Thu | Feb 25, 2021 | 4:45 AM PST

By now, we are all aware of the pressures and stress the COVID-19 pandemic has caused, whether that be in our personal or work lives.

One profession particularly experiencing this strain are those who work within IT and cybersecurity fields.

SecureWorld has reported numerous times on the rising threat of cybercrime and how the pandemic has accelerated that trend with so many people working remotely.

Ultimately, this burden falls upon your organization's IT and security professionals, and the work load is beginning to reach a breaking point.

AppDynamics reports on the state of IT professionals

AppDynamics recently released a report which dives into the pressures that IT professionals are currently facing.

The organization conducted comprehensive global research, including interviews with over 1,000 IT professionals in organizations with revenue of more than $500 million.

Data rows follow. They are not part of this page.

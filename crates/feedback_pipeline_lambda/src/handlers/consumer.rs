use feedback_pipeline_core::clock::{millis_item_id, Clock};
use feedback_pipeline_core::contract::{
    has_required_field, parse_delivered_message, SnsEvent, SnsEventRecord, StoredFeedbackItem,
    REQUIRED_MESSAGE_FIELD,
};
use serde::{Deserialize, Serialize};
use serde_json::Value;
use thiserror::Error;

use crate::adapters::item_store::FeedbackItemStore;
use crate::config::{BatchFailurePolicy, ConsumerConfig};
use crate::telemetry::CONSUMER_COMPONENT;

#[derive(Debug, Clone, Serialize, Deserialize, PartialEq, Eq)]
pub struct ConsumerResponse {
    #[serde(rename = "statusCode")]
    pub status_code: u16,
}

#[derive(Debug, Clone, PartialEq, Eq)]
pub enum RecordOutcome {
    Stored { id: String },
    Skipped { reason: String },
    Failed { error: String },
}

impl RecordOutcome {
    pub fn is_failed(&self) -> bool {
        matches!(self, Self::Failed { .. })
    }
}

/// Per-record outcomes of one invocation, in delivery order.
#[derive(Debug, Clone, Default, PartialEq, Eq)]
pub struct BatchOutcome {
    pub records: Vec<RecordOutcome>,
    /// Records never attempted because an earlier record failed under `FailFast`.
    pub unprocessed: usize,
}

impl BatchOutcome {
    pub fn total(&self) -> usize {
        self.records.len() + self.unprocessed
    }

    pub fn stored_ids(&self) -> Vec<&str> {
        self.records
            .iter()
            .filter_map(|outcome| match outcome {
                RecordOutcome::Stored { id } => Some(id.as_str()),
                _ => None,
            })
            .collect()
    }

    pub fn skipped_count(&self) -> usize {
        self.records
            .iter()
            .filter(|outcome| matches!(outcome, RecordOutcome::Skipped { .. }))
            .count()
    }

    pub fn failed_count(&self) -> usize {
        self.records.iter().filter(|outcome| outcome.is_failed()).count()
    }

    pub fn first_failure(&self) -> Option<(usize, &str)> {
        self.records
            .iter()
            .enumerate()
            .find_map(|(index, outcome)| match outcome {
                RecordOutcome::Failed { error } => Some((index, error.as_str())),
                _ => None,
            })
    }
}

#[derive(Debug, Error)]
pub enum ConsumerError {
    #[error("malformed SNS event: {0}")]
    MalformedEvent(#[source] serde_json::Error),
    #[error("{failed} of {total} records failed; first failure at record {index}: {error}")]
    BatchFailed {
        failed: usize,
        total: usize,
        index: usize,
        error: String,
        outcome: BatchOutcome,
    },
}

pub struct ConsumerHandler<S, C> {
    config: ConsumerConfig,
    store: S,
    clock: C,
}

impl<S: FeedbackItemStore, C: Clock> ConsumerHandler<S, C> {
    pub fn new(config: ConsumerConfig, store: S, clock: C) -> Self {
        Self {
            config,
            store,
            clock,
        }
    }

    pub fn store(&self) -> &S {
        &self.store
    }

    /// Stores every delivered message that carries an `email` field.
    ///
    /// Messages without `email` are skipped. Any failed record fails the
    /// whole invocation so the channel can redeliver the batch.
    pub fn handle(&self, event: &Value) -> Result<ConsumerResponse, ConsumerError> {
        let event = SnsEvent::deserialize(event).map_err(ConsumerError::MalformedEvent)?;
        let outcome = self.process_batch(&event);

        tracing::info!(
            component = CONSUMER_COMPONENT,
            event = "batch_completed",
            policy = self.config.failure_policy.as_str(),
            total = outcome.total(),
            stored = outcome.stored_ids().len(),
            skipped = outcome.skipped_count(),
            failed = outcome.failed_count(),
            unprocessed = outcome.unprocessed
        );

        if let Some((index, error)) = outcome.first_failure() {
            return Err(ConsumerError::BatchFailed {
                failed: outcome.failed_count(),
                total: outcome.total(),
                index,
                error: error.to_string(),
                outcome,
            });
        }

        Ok(ConsumerResponse { status_code: 200 })
    }

    pub fn process_batch(&self, event: &SnsEvent) -> BatchOutcome {
        let mut outcome = BatchOutcome {
            records: Vec::with_capacity(event.records.len()),
            unprocessed: 0,
        };

        for (index, record) in event.records.iter().enumerate() {
            let record_outcome = self.process_record(index, record);
            let failed = record_outcome.is_failed();
            outcome.records.push(record_outcome);

            if failed && self.config.failure_policy == BatchFailurePolicy::FailFast {
                outcome.unprocessed = event.records.len() - index - 1;
                break;
            }
        }

        outcome
    }

    fn process_record(&self, index: usize, record: &SnsEventRecord) -> RecordOutcome {
        let message_id = record.sns.message_id.as_deref().unwrap_or_default();

        let parsed = parse_delivered_message(&record.sns.message).and_then(|message| {
            has_required_field(&message).map(|has_email| (message, has_email))
        });
        let message = match parsed {
            Ok((message, true)) => message,
            Ok((_, false)) => {
                tracing::warn!(
                    component = CONSUMER_COMPONENT,
                    event = "record_skipped",
                    index,
                    message_id,
                    body = %record.sns.message
                );
                return RecordOutcome::Skipped {
                    reason: format!("missing '{REQUIRED_MESSAGE_FIELD}' attribute"),
                };
            }
            Err(error) => {
                let error = format!("invalid feedback message: {error}");
                return self.record_failed(index, message_id, error);
            }
        };

        let item = match StoredFeedbackItem::new(millis_item_id(&self.clock), message) {
            Ok(item) => item,
            Err(error) => {
                let error = format!("invalid feedback message: {error}");
                return self.record_failed(index, message_id, error);
            }
        };
        let id = item.id().unwrap_or_default().to_string();

        match self.store.put_item(&self.config.table_name, &item) {
            Ok(()) => {
                tracing::info!(
                    component = CONSUMER_COMPONENT,
                    event = "record_stored",
                    index,
                    message_id,
                    id = %id,
                    table_name = %self.config.table_name
                );
                RecordOutcome::Stored { id }
            }
            Err(error) => {
                let error = format!("failed to store item {id}: {error}");
                self.record_failed(index, message_id, error)
            }
        }
    }

    fn record_failed(&self, index: usize, message_id: &str, error: String) -> RecordOutcome {
        tracing::error!(
            component = CONSUMER_COMPONENT,
            event = "record_failed",
            index,
            message_id,
            error = %error
        );
        RecordOutcome::Failed { error }
    }
}
use std::fs;
use std::io::Write;
use std::path::Path;
use std::process::{exit, Command, ExitStatus};

use clap::{Parser, Subcommand, ValueEnum};
use zip::write::FileOptions;
use zip::{CompressionMethod, ZipWriter};

const LAMBDA_PACKAGE: &str = "feedback_pipeline_lambda";
const DIST_DIR: &str = "infra/feedback_pipeline/dist";

/// Lambda binaries and the zip artifact each one is packaged into.
const LAMBDA_ARTIFACTS: [(&str, &str); 2] = [
    ("producer_lambda", "producer.zip"),
    ("consumer_lambda", "consumer.zip"),
];

// ── CLI definition ─────────────────────────────────────────────────

#[derive(Parser)]
#[command(
    name = "xtask",
    about = "Task runner for the feedback pipeline workspace",
    long_about = "A unified CLI for CI checks and Lambda packaging in the\n\
                  feedback pipeline workspace."
)]
struct Cli {
    #[command(subcommand)]
    command: Commands,
}

#[derive(Subcommand)]
enum Commands {
    /// Run CI checks (fmt, clippy, tests, lambda builds)
    Ci {
        /// Job to run
        #[arg(value_enum, default_value_t = CiJob::Check)]
        job: CiJob,
    },
    /// Build and package the producer and consumer Lambda artifacts
    ServerlessPackage {
        /// Compilation target triple for Lambda binaries
        #[arg(long, env = "LAMBDA_TARGET", default_value = "x86_64-unknown-linux-gnu")]
        target: String,
        /// Build profile used for binaries
        #[arg(value_enum, long, default_value_t = BuildProfile::Release)]
        profile: BuildProfile,
    },
}

#[derive(Clone, ValueEnum)]
enum CiJob {
    /// Formatting, clippy, and tests
    Check,
    /// Build both Lambda binaries for the host target
    Lambdas,
    /// Run check + lambdas
    All,
}

#[derive(Clone, Copy, ValueEnum)]
enum BuildProfile {
    Debug,
    Release,
}

impl BuildProfile {
    fn dir_name(self) -> &'static str {
        match self {
            Self::Debug => "debug",
            Self::Release => "release",
        }
    }

    fn as_cargo_flag(self) -> Option<&'static str> {
        match self {
            Self::Debug => None,
            Self::Release => Some("--release"),
        }
    }
}

// ── helpers ────────────────────────────────────────────────────────

fn step(label: &str) {
    eprintln!("\n=== {label} ===");
}

fn cargo(args: &[&str]) -> ExitStatus {
    eprintln!("+ cargo {}", args.join(" "));
    Command::new("cargo")
        .args(args)
        .status()
        .expect("failed to execute cargo")
}

fn run_cargo(args: &[&str]) {
    let status = cargo(args);
    if !status.success() {
        exit(status.code().unwrap_or(1));
    }
}

fn lambda_build_args<'a>(target: Option<&'a str>, profile: BuildProfile) -> Vec<&'a str> {
    let mut args = vec!["build", "-p", LAMBDA_PACKAGE];
    if let Some(target) = target {
        args.extend(["--target", target]);
    }
    for (bin_name, _) in LAMBDA_ARTIFACTS {
        args.extend(["--bin", bin_name]);
    }
    if let Some(flag) = profile.as_cargo_flag() {
        args.push(flag);
    }
    args
}

fn package_serverless_lambdas(target: &str, profile: BuildProfile) {
    ensure_rust_target_installed(target);
    ensure_c_linker_available(target);

    step("Build feedback lambda binaries");
    run_cargo(&lambda_build_args(Some(target), profile));

    step("Package lambda zip artifacts");
    let target_dir = Path::new("target").join(target).join(profile.dir_name());
    let dist_dir = Path::new(DIST_DIR);
    fs::create_dir_all(dist_dir).expect("failed to create lambda dist directory");

    eprintln!("\nPackaged artifacts:");
    for (bin_name, zip_name) in LAMBDA_ARTIFACTS {
        let zip_path = dist_dir.join(zip_name);
        package_lambda_zip(&target_dir.join(binary_name(bin_name, target)), &zip_path);
        eprintln!("- {}", zip_path.display());
    }
}

fn ensure_rust_target_installed(target: &str) {
    let output = Command::new("rustup")
        .args(["target", "list", "--installed"])
        .output();

    let output = match output {
        Ok(value) => value,
        Err(error) => {
            eprintln!(
                "warning: failed to run `rustup target list --installed` ({error}); continuing without target preflight"
            );
            return;
        }
    };

    if !output.status.success() {
        let stderr = String::from_utf8_lossy(&output.stderr);
        panic!(
            "failed to list installed rust targets; run `rustup target list --installed` manually. details: {}",
            stderr.trim()
        );
    }

    let installed = String::from_utf8_lossy(&output.stdout);
    if !installed.lines().any(|line| line.trim() == target) {
        panic!(
            "required rust target `{target}` is not installed. install it with `rustup target add {target}` and re-run `cargo run -p xtask -- serverless-package`"
        );
    }
}

fn ensure_c_linker_available(target: &str) {
    if !cfg!(windows) || !target.ends_with("unknown-linux-gnu") {
        return;
    }

    let env_override_keys = [
        format!("CC_{}", target.replace('-', "_")),
        format!("CC_{target}"),
        "TARGET_CC".to_string(),
        "CC".to_string(),
    ];

    for key in env_override_keys {
        if let Ok(value) = std::env::var(&key) {
            let candidate = value.trim();
            if candidate.is_empty() {
                continue;
            }
            if tool_works(candidate) {
                return;
            }
        }
    }

    let canonical = "x86_64-linux-gnu-gcc";
    if tool_works(canonical) {
        return;
    }

    panic!(
        "missing C cross-linker for target `{target}`. install `{canonical}` (or set CC_x86_64_unknown_linux_gnu) before running `cargo run -p xtask -- serverless-package`.\n\
         Tip: the AWS SDK TLS stack (aws-lc-sys) needs a Linux C toolchain when cross-compiling from Windows."
    );
}

fn tool_works(program: &str) -> bool {
    let mut parts = program.split_whitespace();
    let Some(bin) = parts.next() else {
        return false;
    };
    let args: Vec<&str> = parts.collect();

    Command::new(bin)
        .args(&args)
        .arg("--version")
        .output()
        .map(|output| output.status.success())
        .unwrap_or(false)
}

fn binary_name(bin_name: &str, target: &str) -> String {
    if target.contains("windows") {
        format!("{bin_name}.exe")
    } else {
        bin_name.to_string()
    }
}

fn package_lambda_zip(binary_path: &Path, zip_path: &Path) {
    if !binary_path.exists() {
        panic!("expected lambda binary at '{}'", binary_path.display());
    }

    let binary = fs::read(binary_path).expect("failed to read lambda binary");
    let file = fs::File::create(zip_path).expect("failed to create lambda zip");
    let mut zip = ZipWriter::new(file);
    let options = FileOptions::default()
        .compression_method(CompressionMethod::Deflated)
        .unix_permissions(0o755);
    zip.start_file("bootstrap", options)
        .expect("failed to start bootstrap entry in lambda zip");
    zip.write_all(&binary)
        .expect("failed to write bootstrap entry");
    zip.finish().expect("failed to finish lambda zip");
}

// ── CI jobs ────────────────────────────────────────────────────────

fn ci_check() {
    step("Check formatting");
    run_cargo(&["fmt", "--all", "--", "--check"]);

    step("Clippy");
    run_cargo(&[
        "clippy",
        "--all-targets",
        "--all-features",
        "--",
        "-D",
        "warnings",
    ]);

    step("Test feedback_pipeline_core");
    run_cargo(&["test", "-p", "feedback_pipeline_core"]);

    step("Test feedback_pipeline_lambda");
    run_cargo(&["test", "-p", LAMBDA_PACKAGE]);
}

fn ci_lambdas() {
    step("Build feedback lambda binaries");
    run_cargo(&lambda_build_args(None, BuildProfile::Debug));
}

// ── main ───────────────────────────────────────────────────────────

fn main() {
    let cli = Cli::parse();

    match cli.command {
        Commands::Ci { job } => {
            match job {
                CiJob::Check => ci_check(),
                CiJob::Lambdas => ci_lambdas(),
                CiJob::All => {
                    ci_check();
                    ci_lambdas();
                }
            }
            eprintln!("\nCI job passed.");
        }
        Commands::ServerlessPackage { target, profile } => {
            package_serverless_lambdas(&target, profile);
        }
    }
}
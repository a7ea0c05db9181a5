use std::collections::HashMap;

use aws_sdk_dynamodb::types::AttributeValue;
use feedback_pipeline_core::contract::StoredFeedbackItem;
use serde_json::Value;

pub trait FeedbackItemStore {
    fn put_item(&self, table_name: &str, item: &StoredFeedbackItem) -> Result<(), String>;
}

/// Maps a stored item onto DynamoDB attributes, one attribute per top-level field.
pub fn to_attribute_map(item: &StoredFeedbackItem) -> HashMap<String, AttributeValue> {
    item.attributes()
        .iter()
        .map(|(key, value)| (key.clone(), to_attribute_value(value)))
        .collect()
}

pub fn to_attribute_value(value: &Value) -> AttributeValue {
    match value {
        Value::Null => AttributeValue::Null(true),
        Value::Bool(flag) => AttributeValue::Bool(*flag),
        Value::Number(number) => AttributeValue::N(number.to_string()),
        Value::String(text) => AttributeValue::S(text.clone()),
        Value::Array(values) => AttributeValue::L(values.iter().map(to_attribute_value).collect()),
        Value::Object(fields) => AttributeValue::M(
            fields
                .iter()
                .map(|(key, value)| (key.clone(), to_attribute_value(value)))
                .collect(),
        ),
    }
}
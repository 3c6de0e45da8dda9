//! 16-key hexadecimal keypad state.
//!
//! The keypad is the only point where state crosses from the outside world
//! into the execution context, so it is backed by atomics: frontends write
//! key transitions from their own thread, and the worker samples a snapshot
//! once per frame tick. A write may be observed on the current or the next
//! frame; key state is sampled, not transacted.

use std::sync::atomic::{AtomicBool, Ordering};

/// Number of keys on the CHIP-8 keypad (0–F).
pub const KEY_COUNT: usize = 16;

/// Shared key switch state; `true` is held down.
pub struct Keypad {
    keys: [AtomicBool; KEY_COUNT],
}

impl Keypad {
    pub fn new() -> Self {
        Keypad { keys: Default::default() }
    }

    /// Set one key's state. Indexes outside 0–15 are ignored.
    pub fn set(&self, index: usize, pressed: bool) {
        if let Some(key) = self.keys.get(index) {
            key.store(pressed, Ordering::Relaxed);
        }
    }

    /// Release every key.
    pub fn clear(&self) {
        for key in &self.keys {
            key.store(false, Ordering::Relaxed);
        }
    }

    /// Sample all 16 switches.
    pub fn snapshot(&self) -> [bool; KEY_COUNT] {
        let mut out = [false; KEY_COUNT];
        for (slot, key) in out.iter_mut().zip(&self.keys) {
            *slot = key.load(Ordering::Relaxed);
        }
        out
    }
}

impl Default for Keypad {
    fn default() -> Self {
        Self::new()
    }
}
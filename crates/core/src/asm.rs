//! CHIP-8 assembler.
//!
//! Two-pass translation of assembly source into executable bytecode.
//!
//! # Syntax
//!
//! ```text
//! [label:] [instruction | directive]   ; comment
//! ```
//!
//! - Input is case-insensitive; labels are `[a-z_][a-z_0-9]*`. A label
//!   starting with `.` is local: it is only unique under the most recent
//!   global label, so every routine can have its own `.loop`.
//! - Literals: `#1F` (hex, up to three digits), `0b1010` (binary), `31`
//!   (decimal). `2f` is a malformed decimal, not hex.
//! - `db lit[, lit...]` emits raw bytes; `name: equ lit` binds a constant
//!   without consuming memory.
//! - `( a + b - c )` is a flat left-to-right expression over `+ - *` whose
//!   terms are literals or labels; a negative result is rejected.
//! - `.sprite <rows>` lines are editor annotations and are skipped.
//!
//! Statements are matched against the mnemonic templates of
//! [`opcodes::TABLE`] in table order; the first structural match wins, so
//! `SE V1, V2` reaches the register form because a `v`-register token is
//! not admissible as a byte operand. Instruction words are emitted
//! big-endian from origin 0x200.

use std::collections::HashMap;
use std::fmt;

use crate::opcodes::{self, OpcodeInfo};
use crate::PROGRAM_START;

/// Assembly failure: what went wrong and the 1-based source line.
#[derive(Debug, Clone, PartialEq, Eq)]
pub struct ParseError {
    pub message: String,
    pub line: usize,
}

impl ParseError {
    fn new(message: impl Into<String>, line: usize) -> Self {
        ParseError { message: message.into(), line }
    }
}

impl fmt::Display for ParseError {
    fn fmt(&self, f: &mut fmt::Formatter<'_>) -> fmt::Result {
        write!(f, "line {}: {}", self.line, self.message)
    }
}

impl std::error::Error for ParseError {}

/// Words that can never be used as labels.
const RESERVED: &[&str] = &[
    "equ", "v0", "v1", "v2", "v3", "v4", "v5", "v6", "v7", "v8", "v9", "va", "vb", "vc", "vd",
    "ve", "vf", "i", "k", "dt", "db", "sprite",
];

/// Operand kind required by one template position.
#[derive(Debug, Clone, Copy, PartialEq, Eq)]
enum Slot {
    /// `Vx` register
    X,
    /// `Vy` register
    Y,
    /// 12-bit value: literal, label, or expression
    Addr,
    /// 8-bit value: literal, label, or expression
    Byte,
    /// 4-bit value: literal or expression only
    Nibble,
    /// Literal keyword operands
    I,
    MemI,
    Dt,
    St,
    K,
    F,
    B,
    V0,
}

/// One instruction template compiled to its mnemonic word and operand kinds.
struct Pattern {
    info: &'static OpcodeInfo,
    mnemonic: String,
    slots: Vec<Slot>,
}

/// Compile the statement patterns from the shared mnemonic templates.
fn build_patterns() -> Vec<Pattern> {
    opcodes::TABLE
        .iter()
        .map(|info| {
            let (mnemonic, operands) = match info.template.split_once(' ') {
                Some((m, rest)) => (m, rest),
                None => (info.template, ""),
            };
            let slots = operands
                .split(',')
                .map(str::trim)
                .filter(|t| !t.is_empty())
                .map(|t| match t {
                    "Vx" => Slot::X,
                    "Vy" => Slot::Y,
                    "addr" => Slot::Addr,
                    "byte" => Slot::Byte,
                    "nibble" => Slot::Nibble,
                    "I" => Slot::I,
                    "[I]" => Slot::MemI,
                    "DT" => Slot::Dt,
                    "ST" => Slot::St,
                    "K" => Slot::K,
                    "F" => Slot::F,
                    "B" => Slot::B,
                    "V0" => Slot::V0,
                    other => unreachable!("template operand {other}"),
                })
                .collect();
            Pattern { info, mnemonic: mnemonic.to_lowercase(), slots }
        })
        .collect()
}

/// `v0`–`vf` register token.
fn parse_reg(token: &str) -> Option<u8> {
    let mut chars = token.chars();
    match (chars.next(), chars.next(), chars.next()) {
        (Some('v'), Some(digit), None) => digit.to_digit(16).map(|d| d as u8),
        _ => None,
    }
}

fn is_identifier(token: &str) -> bool {
    let body = token.strip_prefix('.').unwrap_or(token);
    let mut chars = body.chars();
    matches!(chars.next(), Some(c) if c.is_ascii_lowercase() || c == '_')
        && chars.all(|c| c.is_ascii_lowercase() || c.is_ascii_digit() || c == '_')
}

/// Literal shape check: `#` + 1–3 hex digits, `0b` + binary digits, or a
/// decimal digit run.
fn is_literal(token: &str) -> bool {
    if let Some(hex) = token.strip_prefix('#') {
        (1..=3).contains(&hex.len()) && hex.chars().all(|c| c.is_ascii_hexdigit())
    } else if let Some(bin) = token.strip_prefix("0b") {
        !bin.is_empty() && bin.chars().all(|c| c == '0' || c == '1')
    } else {
        !token.is_empty() && token.chars().all(|c| c.is_ascii_digit())
    }
}

/// Decode a literal's value; `None` if the token is not a valid literal.
fn decode_literal(token: &str) -> Option<i64> {
    if let Some(hex) = token.strip_prefix('#') {
        i64::from_str_radix(hex, 16).ok()
    } else if let Some(bin) = token.strip_prefix("0b") {
        i64::from_str_radix(bin, 2).ok()
    } else {
        token.parse().ok()
    }
}

/// Structural check for `( term (op term)+ )`.
fn is_expression(token: &str) -> bool {
    let Some(inner) = token.strip_prefix('(').and_then(|t| t.strip_suffix(')')) else {
        return false;
    };
    let terms: Vec<&str> = inner.split(['+', '-', '*']).map(str::trim).collect();
    terms.len() >= 2 && terms.iter().all(|t| is_literal(t) || is_identifier(t))
}

/// Evaluate a flat left-to-right expression; no precedence, terms are
/// literals or (global) label references.
fn eval_expression(token: &str, labels: &HashMap<String, i64>) -> Option<i64> {
    let inner = token.strip_prefix('(')?.strip_suffix(')')?;
    let mut terms = inner.split(['+', '-', '*']).map(str::trim);
    let operators = inner.chars().filter(|c| matches!(c, '+' | '-' | '*'));

    let term_value = |term: &str| -> Option<i64> {
        if is_identifier(term) {
            labels.get(term).copied()
        } else {
            decode_literal(term)
        }
    };

    let mut result = term_value(terms.next()?)?;
    for operator in operators {
        let operand = term_value(terms.next()?)?;
        result = match operator {
            '+' => result + operand,
            '-' => result - operand,
            _ => result * operand,
        };
    }
    Some(result)
}

/// Whether a token is admissible as an `addr`/`byte` operand. Register
/// tokens and the `dt`/`k`/`i` keywords are excluded so the keyword forms
/// of `LD` and `ADD` stay unambiguous.
fn is_value(token: &str) -> bool {
    if parse_reg(token).is_some() || matches!(token, "dt" | "k" | "i") {
        return false;
    }
    is_literal(token) || is_identifier(token) || is_expression(token)
}

fn slot_matches(slot: Slot, token: &str) -> bool {
    match slot {
        Slot::X | Slot::Y => parse_reg(token).is_some(),
        Slot::Addr | Slot::Byte => is_value(token),
        Slot::Nibble => is_literal(token) || is_expression(token),
        Slot::I => token == "i",
        Slot::MemI => token == "[i]",
        Slot::Dt => token == "dt",
        Slot::St => token == "st",
        Slot::K => token == "k",
        Slot::F => token == "f",
        Slot::B => token == "b",
        Slot::V0 => token == "v0",
    }
}

/// Split a statement into its mnemonic word and comma-separated operands.
fn split_statement(stmt: &str) -> (&str, Vec<&str>) {
    match stmt.split_once(char::is_whitespace) {
        None => (stmt, Vec::new()),
        Some((mnemonic, rest)) => (mnemonic, rest.split(',').map(str::trim).collect()),
    }
}

/// First template the statement matches structurally, with its operands.
fn match_statement<'a, 'b>(
    patterns: &'a [Pattern],
    stmt: &'b str,
) -> Option<(&'a Pattern, Vec<&'b str>)> {
    let (mnemonic, operands) = split_statement(stmt);
    patterns
        .iter()
        .find(|p| {
            p.mnemonic == mnemonic
                && p.slots.len() == operands.len()
                && p.slots.iter().zip(&operands).all(|(&s, t)| slot_matches(s, t))
        })
        .map(|p| (p, operands))
}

The interviews were conducted in 11 countries across a range of industries.

What they discovered through these interviews is that the pandemic has tremendously impacted technologists' workload and performance.

  • "89% of technologists report feeling under immense pressure at work."
  • "84% admit to having difficult switching off from work."
  • "81% say that they feel increased frustration about work."
  • "63% report increased levels of conflict with colleagues during 2020."

The report continues on to say that the pandemic has created spiraling complexity in IT departments.

Three-quarters of technologists believe that their organization's response to the pandemic has created more IT complexity than they have ever experienced. 

They say that the added complexity can be attributed to a variety of factors, both within the IT department and externally.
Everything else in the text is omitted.